Besides aiding in verification, does writing an austere TLS implementation like this also potentially make it suitable for resource-constrained targets, like microcontrollers?
I don't think it matters because hacspec on this case is just the language which is a subset of rust. He still just uses cargo so treat it as rust code.
The point is that you can check the binary against some sort of formal definition to make sure the implementation you have at hand has not been tampered with. But it seems the idea is to check during dev not usage which for me is a missed opportunity. Why can't it check if it's correct every time it's loaded?
Keep in mind that Bertie is written in hacspec -- a more "restrictive" version of Rust that lends itself to formal verification. Working on Bertie feels a lot like working on a typical Rust crate but all code needs to be valid according to hacspec. Thus, you may also find that some code is "unusual" compared to vanilla Rust.
> Why can't it check if it's correct every time it's loaded?
This is considerable extra work and it's pointless. When you add together some numbers do you find yourself having to painstakingly re-assess whether the Peano Axioms (which make arithmetic work) do what you expected for the numbers you're adding? But what if today, this time, 2 + 2 is 7 or 5 instead of 4?
At runtime you could simply verify the dll‘s signature or any other generic code integrity solution? Why go to all the trouble to verify your implementation at runtime when you could do it at compile time?

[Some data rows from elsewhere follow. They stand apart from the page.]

//! Typed handle for a deployed `MyERC721Token`.

use std::sync::Arc;

use alloy::primitives::{Address, Bytes, U256};
use tokenops::{ContractHandle, EventRecord, Ledger, Result, TxReceipt};

use crate::bindings::MyERC721Token::{self, Transfer};

/// A deployed `MyERC721Token` plus the account that signs calls to it.
#[derive(Debug, Clone)]
pub struct Erc721Token {
    contract: ContractHandle,
}

impl Erc721Token {
    /// Attaches to an already deployed instance.
    pub fn attach(ledger: Arc<dyn Ledger>, address: Address, caller: Address) -> Self {
        Self::from_handle(ContractHandle::new(ledger, address, caller))
    }

    pub fn from_handle(contract: ContractHandle) -> Self {
        Self { contract }
    }

    pub fn address(&self) -> Address {
        self.contract.address()
    }

    pub fn caller(&self) -> Address {
        self.contract.caller()
    }

    pub fn handle(&self) -> &ContractHandle {
        &self.contract
    }

    /// Same token, signed by `caller`.
    pub fn connect(&self, caller: Address) -> Self {
        Self::from_handle(self.contract.connect(caller))
    }

    /// Mints `count` sequential ids to `to`, paying `value` wei.
    pub async fn mint(&self, to: Address, count: U256, value: U256) -> Result<TxReceipt> {
        self.contract
            .send_with_value(MyERC721Token::mintCall { to, count }, value)
            .await
    }

    pub async fn approve(&self, to: Address, token_id: U256) -> Result<TxReceipt> {
        self.contract
            .send(MyERC721Token::approveCall {
                to,
                tokenId: token_id,
            })
            .await
    }

    pub async fn set_approval_for_all(&self, operator: Address, approved: bool) -> Result<TxReceipt> {
        self.contract
            .send(MyERC721Token::setApprovalForAllCall { operator, approved })
            .await
    }

    pub async fn transfer_from(&self, from: Address, to: Address, token_id: U256) -> Result<TxReceipt> {
        self.contract
            .send(MyERC721Token::transferFromCall {
                from,
                to,
                tokenId: token_id,
            })
            .await
    }

    /// `safeTransferFrom(address,address,uint256)`.
    pub async fn safe_transfer_from(
        &self,
        from: Address,
        to: Address,
        token_id: U256,
    ) -> Result<TxReceipt> {
        self.contract
            .send(MyERC721Token::safeTransferFrom_0Call {
                from,
                to,
                tokenId: token_id,
            })
            .await
    }

    /// `safeTransferFrom(address,address,uint256,bytes)`.
    pub async fn safe_transfer_from_with_data(
        &self,
        from: Address,
        to: Address,
        token_id: U256,
        data: Bytes,
    ) -> Result<TxReceipt> {
        self.contract
            .send(MyERC721Token::safeTransferFrom_1Call {
                from,
                to,
                tokenId: token_id,
                data,
            })
            .await
    }

    pub async fn balance_of(&self, owner: Address) -> Result<U256> {
        self.contract
            .read(MyERC721Token::balanceOfCall { owner })
            .await
    }

    pub async fn owner_of(&self, token_id: U256) -> Result<Address> {
        self.contract
            .read(MyERC721Token::ownerOfCall { tokenId: token_id })
            .await
    }

    pub async fn get_approved(&self, token_id: U256) -> Result<Address> {
        self.contract
            .read(MyERC721Token::getApprovedCall { tokenId: token_id })
            .await
    }

    pub async fn is_approved_for_all(&self, owner: Address, operator: Address) -> Result<bool> {
        self.contract
            .read(MyERC721Token::isApprovedForAllCall { owner, operator })
            .await
    }

    /// Number of ids minted so far.
    pub async fn total_mint(&self) -> Result<U256> {
        self.contract.read(MyERC721Token::totalMintCall {}).await
    }

    pub async fn max_elements(&self) -> Result<U256> {
        self.contract.read(MyERC721Token::MAX_ELEMENTSCall {}).await
    }

    pub async fn price(&self) -> Result<U256> {
        self.contract.read(MyERC721Token::priceCall {}).await
    }

    pub async fn owner(&self) -> Result<Address> {
        self.contract.read(MyERC721Token::ownerCall {}).await
    }

    pub async fn name(&self) -> Result<String> {
        self.contract.read(MyERC721Token::nameCall {}).await
    }

    pub async fn symbol(&self) -> Result<String> {
        self.contract.read(MyERC721Token::symbolCall {}).await
    }

    /// Every `Transfer` this token emitted from `from_block` on.
    pub async fn transfers(&self, from_block: u64) -> Result<Vec<EventRecord<Transfer>>> {
        self.contract.history::<Transfer>(from_block).await
    }
}
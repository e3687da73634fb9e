//! Tokenops - deployment, interaction and test tooling for three token contracts.
//!
//! The contracts (`MyERC20Token`, `MyERC721Token`, `MyERC1155Token`) are
//! pre-compiled and live outside this repository. This crate provides the
//! plumbing every script shares:
//!
//! - [`Ledger`]: the boundary to the execution environment, implemented by
//!   [`RpcLedger`] for JSON-RPC networks and by `tokenops-devnet` for tests.
//! - [`ContractHandle`]: address + caller, with typed send/read/history helpers
//!   driven by `sol!` interfaces.
//! - [`deploy::Deployment`]: deployment descriptors.
//! - [`storage_probe`]: the advisory raw-storage balance probe.
//! - [`explorer`]: source verification against an Etherscan-compatible API.
//! - [`script`]: step bookkeeping for the interaction scripts.
//!
//! Every state-changing call is submitted once and awaited; failures propagate
//! to the caller unchanged.

pub mod artifact;
pub mod contract;
pub mod deploy;
pub mod error;
pub mod explorer;
pub mod ledger;
pub mod network;
pub mod receipt;
pub mod script;
pub mod storage_probe;

// Re-export commonly used types for the family crates
pub use alloy;

pub use contract::ContractHandle;
pub use deploy::{deploy, DeployedContract, Deployment};
pub use error::{ChainError, Result};
pub use ledger::{DeployRequest, Ledger, LogEntry, LogQuery, RpcLedger, TxRequest};
pub use network::{ExplorerConfig, GasPrice, KnownNetwork, NetworkConfig};
pub use receipt::{EventRecord, TxReceipt};
pub use script::{StepLog, StepRecord, DEFAULT_RECIPIENT};
pub use storage_probe::{BalanceLayout, ProbeOutcome};
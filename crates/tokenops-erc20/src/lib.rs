//! `MyERC20Token` tooling.
//!
//! - [`bindings`]: `sol!` interface of the deployed contract
//! - [`Erc20Token`]: typed handle over [`tokenops::ContractHandle`]
//! - [`Erc20Deployment`]: constructor arguments and deployment
//! - [`interact`]: the mint / transfer / buy demonstration sequence

pub mod bindings;
pub mod deploy;
pub mod interact;
pub mod token;

pub use bindings::{Approval, MyERC20Token, Transfer};
pub use deploy::{Erc20Deployment, CONTRACT_NAME, DEFAULT_BENEFICIARY};
pub use interact::{InteractionReport, InteractionScript};
pub use token::Erc20Token;
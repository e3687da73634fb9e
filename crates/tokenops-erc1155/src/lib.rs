//! `MyERC1155Token` tooling.
//!
//! - [`bindings`]: `sol!` interface of the deployed contract
//! - [`Erc1155Token`]: typed handle over [`tokenops::ContractHandle`]
//! - [`Erc1155Deployment`]: constructor arguments and deployment
//! - [`interact`]: purchases followed by single and batch transfers

pub mod bindings;
pub mod deploy;
pub mod interact;
pub mod token;

pub use bindings::{ApprovalForAll, MyERC1155Token, TransferBatch, TransferSingle};
pub use deploy::{Erc1155Deployment, CONTRACT_NAME, DEFAULT_BENEFICIARY};
pub use interact::{InteractionReport, InteractionScript};
pub use token::{Erc1155Token, NFT_ID, TOKEN_ID};
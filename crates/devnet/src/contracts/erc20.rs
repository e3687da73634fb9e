//! `MyERC20Token` model.
//!
//! OpenZeppelin v5 ERC20 + Ownable semantics with the sale and transfer-fee
//! rules of the deployed contract. Storage follows the OpenZeppelin layout:
//! balances at slot 0, allowances at 1, total supply at 2, owner at 5.

use std::collections::HashMap;

use alloy::primitives::{Address, Bytes, U256};
use alloy::sol_types::{SolInterface, SolValue};
use tokenops::storage_probe::mapping_slot;
use tokenops_erc20::bindings::MyERC20Token::MyERC20TokenCalls;
use tokenops_erc20::{Approval, Transfer};

use crate::model::{
    add, mul, require, returns, sub, CallContext, ContractModel, ExecResult, Revert,
};

pub const NAME: &str = "MyERC20Token";
pub const SYMBOL: &str = "MTK";
pub const DECIMALS: u8 = 18;
/// Minted to the owner at construction.
pub const INITIAL_SUPPLY: u64 = 1_000_000;

const BALANCES_SLOT: u64 = 0;
const ALLOWANCES_SLOT: u64 = 1;
const TOTAL_SUPPLY_SLOT: u64 = 2;
const OWNER_SLOT: u64 = 5;
const PRICE_SLOT: u64 = 6;
const FEE_SLOT: u64 = 7;

#[derive(Debug, Clone)]
pub struct Erc20Model {
    owner: Address,
    price: U256,
    fee_percentage: U256,
    total_supply: U256,
    balances: HashMap<Address, U256>,
    allowances: HashMap<(Address, Address), U256>,
}

/// `constructor(address beneficiary, uint256 price, uint256 transferFeePercentage)`.
pub fn construct(ctx: &mut CallContext, args: &[u8]) -> ExecResult<Box<dyn ContractModel>> {
    let (owner, price, fee_percentage) = <(Address, U256, U256)>::abi_decode_params(args)
        .map_err(|e| Revert::message(format!("invalid constructor arguments: {e}")))?;
    if owner.is_zero() {
        return Err(Revert::custom("OwnableInvalidOwner", &[&Address::ZERO]));
    }

    let mut model = Erc20Model {
        owner,
        price,
        fee_percentage,
        total_supply: U256::ZERO,
        balances: HashMap::new(),
        allowances: HashMap::new(),
    };
    model.mint(ctx, owner, U256::from(INITIAL_SUPPLY))?;
    Ok(Box::new(model))
}

impl Erc20Model {
    fn balance(&self, account: Address) -> U256 {
        self.balances.get(&account).copied().unwrap_or_default()
    }

    fn allowance(&self, owner: Address, spender: Address) -> U256 {
        self.allowances
            .get(&(owner, spender))
            .copied()
            .unwrap_or_default()
    }

    fn only_owner(&self, ctx: &CallContext) -> ExecResult<()> {
        if ctx.sender != self.owner {
            return Err(Revert::custom("OwnableUnauthorizedAccount", &[&ctx.sender]));
        }
        Ok(())
    }

    fn mint(&mut self, ctx: &mut CallContext, to: Address, value: U256) -> ExecResult<()> {
        if to.is_zero() {
            return Err(Revert::custom("ERC20InvalidReceiver", &[&Address::ZERO]));
        }
        self.total_supply = add(self.total_supply, value)?;
        *self.balances.entry(to).or_default() += value;
        ctx.emit(&Transfer {
            from: Address::ZERO,
            to,
            value,
        });
        Ok(())
    }

    fn transfer_raw(
        &mut self,
        ctx: &mut CallContext,
        from: Address,
        to: Address,
        value: U256,
    ) -> ExecResult<()> {
        if from.is_zero() {
            return Err(Revert::custom("ERC20InvalidSender", &[&Address::ZERO]));
        }
        if to.is_zero() {
            return Err(Revert::custom("ERC20InvalidReceiver", &[&Address::ZERO]));
        }
        let balance = self.balance(from);
        if balance < value {
            return Err(Revert::custom(
                "ERC20InsufficientBalance",
                &[&from, &balance, &value],
            ));
        }
        self.balances.insert(from, balance - value);
        *self.balances.entry(to).or_default() += value;
        ctx.emit(&Transfer { from, to, value });
        Ok(())
    }

    /// Moves `value` minus the fee to `to` and the fee to the contract.
    fn transfer_with_fee(
        &mut self,
        ctx: &mut CallContext,
        from: Address,
        to: Address,
        value: U256,
    ) -> ExecResult<()> {
        let balance = self.balance(from);
        if !from.is_zero() && balance < value {
            return Err(Revert::custom(
                "ERC20InsufficientBalance",
                &[&from, &balance, &value],
            ));
        }

        let fee = mul(value, self.fee_percentage)? / U256::from(100u64);
        self.transfer_raw(ctx, from, to, sub(value, fee)?)?;
        if !fee.is_zero() {
            let this = ctx.this;
            self.transfer_raw(ctx, from, this, fee)?;
        }
        Ok(())
    }

    fn approve(
        &mut self,
        ctx: &mut CallContext,
        owner: Address,
        spender: Address,
        value: U256,
    ) -> ExecResult<()> {
        if spender.is_zero() {
            return Err(Revert::custom("ERC20InvalidSpender", &[&Address::ZERO]));
        }
        self.allowances.insert((owner, spender), value);
        ctx.emit(&Approval {
            owner,
            spender,
            value,
        });
        Ok(())
    }

    fn spend_allowance(&mut self, owner: Address, spender: Address, value: U256) -> ExecResult<()> {
        let current = self.allowance(owner, spender);
        if current == U256::MAX {
            return Ok(());
        }
        if current < value {
            return Err(Revert::custom(
                "ERC20InsufficientAllowance",
                &[&spender, &current, &value],
            ));
        }
        self.allowances.insert((owner, spender), current - value);
        Ok(())
    }

    fn buy(&mut self, ctx: &mut CallContext) -> ExecResult<()> {
        require(ctx.value >= self.price, "Insufficient funds to buy tokens")?;
        let tokens = ctx
            .value
            .checked_div(self.price)
            .ok_or_else(|| Revert::panic(0x12))?;
        require(
            self.balance(ctx.this) >= tokens,
            "Contract doesn't have enough tokens",
        )?;
        let (this, buyer) = (ctx.this, ctx.sender);
        self.transfer_raw(ctx, this, buyer, tokens)
    }
}

impl ContractModel for Erc20Model {
    fn contract_name(&self) -> &'static str {
        NAME
    }

    fn execute(&mut self, ctx: &mut CallContext, input: &[u8]) -> ExecResult<Bytes> {
        let call = MyERC20TokenCalls::abi_decode(input).map_err(|_| Revert::empty())?;
        let payable = matches!(call, MyERC20TokenCalls::buy(_));
        if !payable && !ctx.value.is_zero() {
            return Err(Revert::empty());
        }

        let sender = ctx.sender;
        let out = match call {
            MyERC20TokenCalls::name(_) => returns(NAME.to_string()),
            MyERC20TokenCalls::symbol(_) => returns(SYMBOL.to_string()),
            MyERC20TokenCalls::decimals(_) => returns(U256::from(DECIMALS)),
            MyERC20TokenCalls::totalSupply(_) => returns(self.total_supply),
            MyERC20TokenCalls::balanceOf(c) => returns(self.balance(c.account)),
            MyERC20TokenCalls::allowance(c) => returns(self.allowance(c.owner, c.spender)),
            MyERC20TokenCalls::owner(_) => returns(self.owner),
            MyERC20TokenCalls::price(_) => returns(self.price),
            MyERC20TokenCalls::transferFeePercentage(_) => returns(self.fee_percentage),

            MyERC20TokenCalls::transfer(c) => {
                self.transfer_with_fee(ctx, sender, c.to, c.value)?;
                returns(true)
            }
            MyERC20TokenCalls::approve(c) => {
                self.approve(ctx, sender, c.spender, c.value)?;
                returns(true)
            }
            MyERC20TokenCalls::transferFrom(c) => {
                self.spend_allowance(c.from, sender, c.value)?;
                self.transfer_with_fee(ctx, c.from, c.to, c.value)?;
                returns(true)
            }
            MyERC20TokenCalls::safeTransfer(c) => {
                require(!c.to.is_zero() && c.to != ctx.this, "Invalid recipient")?;
                self.transfer_with_fee(ctx, sender, c.to, c.amount)?;
                returns(true)
            }
            MyERC20TokenCalls::mint(c) => {
                self.only_owner(ctx)?;
                self.mint(ctx, c.to, c.amount)?;
                Bytes::new()
            }
            MyERC20TokenCalls::safeMint(c) => {
                self.only_owner(ctx)?;
                require(!c.amount.is_zero(), "Amount must be greater than zero")?;
                self.mint(ctx, c.to, c.amount)?;
                Bytes::new()
            }
            MyERC20TokenCalls::fundContract(c) => {
                self.only_owner(ctx)?;
                let this = ctx.this;
                self.mint(ctx, this, c.amount)?;
                Bytes::new()
            }
            MyERC20TokenCalls::buy(_) => {
                self.buy(ctx)?;
                Bytes::new()
            }
            MyERC20TokenCalls::setTransferFeePercentage(c) => {
                self.only_owner(ctx)?;
                require(c.percentage <= U256::from(100u64), "Fee percentage too high")?;
                self.fee_percentage = c.percentage;
                Bytes::new()
            }
        };
        Ok(out)
    }

    fn storage_at(&self, slot: U256) -> U256 {
        let fixed = [
            (TOTAL_SUPPLY_SLOT, self.total_supply),
            (OWNER_SLOT, U256::from_be_slice(self.owner.as_slice())),
            (PRICE_SLOT, self.price),
            (FEE_SLOT, self.fee_percentage),
        ];
        if let Some((_, value)) = fixed.iter().find(|(s, _)| U256::from(*s) == slot) {
            return *value;
        }

        let balances = U256::from(BALANCES_SLOT);
        if let Some(value) = self
            .balances
            .iter()
            .find(|(account, _)| mapping_slot(**account, balances) == slot)
            .map(|(_, value)| *value)
        {
            return value;
        }

        let allowances = U256::from(ALLOWANCES_SLOT);
        self.allowances
            .iter()
            .find(|((owner, spender), _)| {
                mapping_slot(*spender, mapping_slot(*owner, allowances)) == slot
            })
            .map(|(_, value)| *value)
            .unwrap_or_default()
    }

    fn clone_model(&self) -> Box<dyn ContractModel> {
        Box::new(self.clone())
    }
}
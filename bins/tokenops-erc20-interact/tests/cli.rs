//! Exit status of the `tokenops-erc20-interact` binary.

use std::process::{Command, Output};

const ENV: &[&str] = &[
    "NETWORK",
    "POLYGON_AMOY_RPC",
    "PRIVATE_KEY",
    "GAS_PRICE",
    "CHAIN_ID",
    "OKLINK_AMOY_API",
    "ERC20_CONTRACT",
];

fn run(args: &[&str]) -> Output {
    let mut command = Command::new(env!("CARGO_BIN_EXE_tokenops-erc20-interact"));
    for var in ENV {
        command.env_remove(var);
    }
    command
        .env("RUST_LOG", "warn")
        .args(args)
        .output()
        .unwrap()
}

#[test]
fn test_devnet_run_exits_with_success() {
    let output = run(&["--devnet", "--probe-storage"]);
    assert!(
        output.status.success(),
        "stderr: {}",
        String::from_utf8_lossy(&output.stderr)
    );
}

#[test]
fn test_missing_network_settings_exit_with_failure() {
    let output = run(&["--contract", "0x5FbDB2315678afecb367f032d93F642f64180aa3"]);
    assert_eq!(output.status.code(), Some(1));
}

#[test]
fn test_missing_contract_exits_with_failure() {
    let output = run(&[]);
    assert_eq!(output.status.code(), Some(1));
}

> I have no idea what the legal weight is for a toml field
Law is usually about what's communicated. If "Apache-2" unambiguously refers to a particular license, I don't see the benefit in including a copy of it. (I'd go for "Apache-2.0", though – as they've done –, since that's the SPDX short identifier.)
Well, the Apache License does say "You must give any other recipients of the Work or Derivative Works a copy of this License" when you're redistributing the code. Including a copy of the license in the repo makes it easier for people to comply with that requirement.
My understanding is that hacspec is the language (a subset of rust), and hax is the tool that compiles it into format proof languages like Coq. Some explanation of the name changes here: https://hacspec.org/blog/posts/hax-v0-1/
> A group of us started hacspec (high assurance crypto specifications), a language for specifying cryptographic primitives as the basis for formal verification, in early 2018 at the HACS workshop. After two iterations on hacspec the project outgrew the name and the initial crypto-oriented scope.
> Here comes hax. hax is a tool for high assurance translations that translates a large-ish subset of safe Rust into the formal languages accepted by proof assistants such as F* or Coq. Backends for other provers like EasyCrypt are under construction.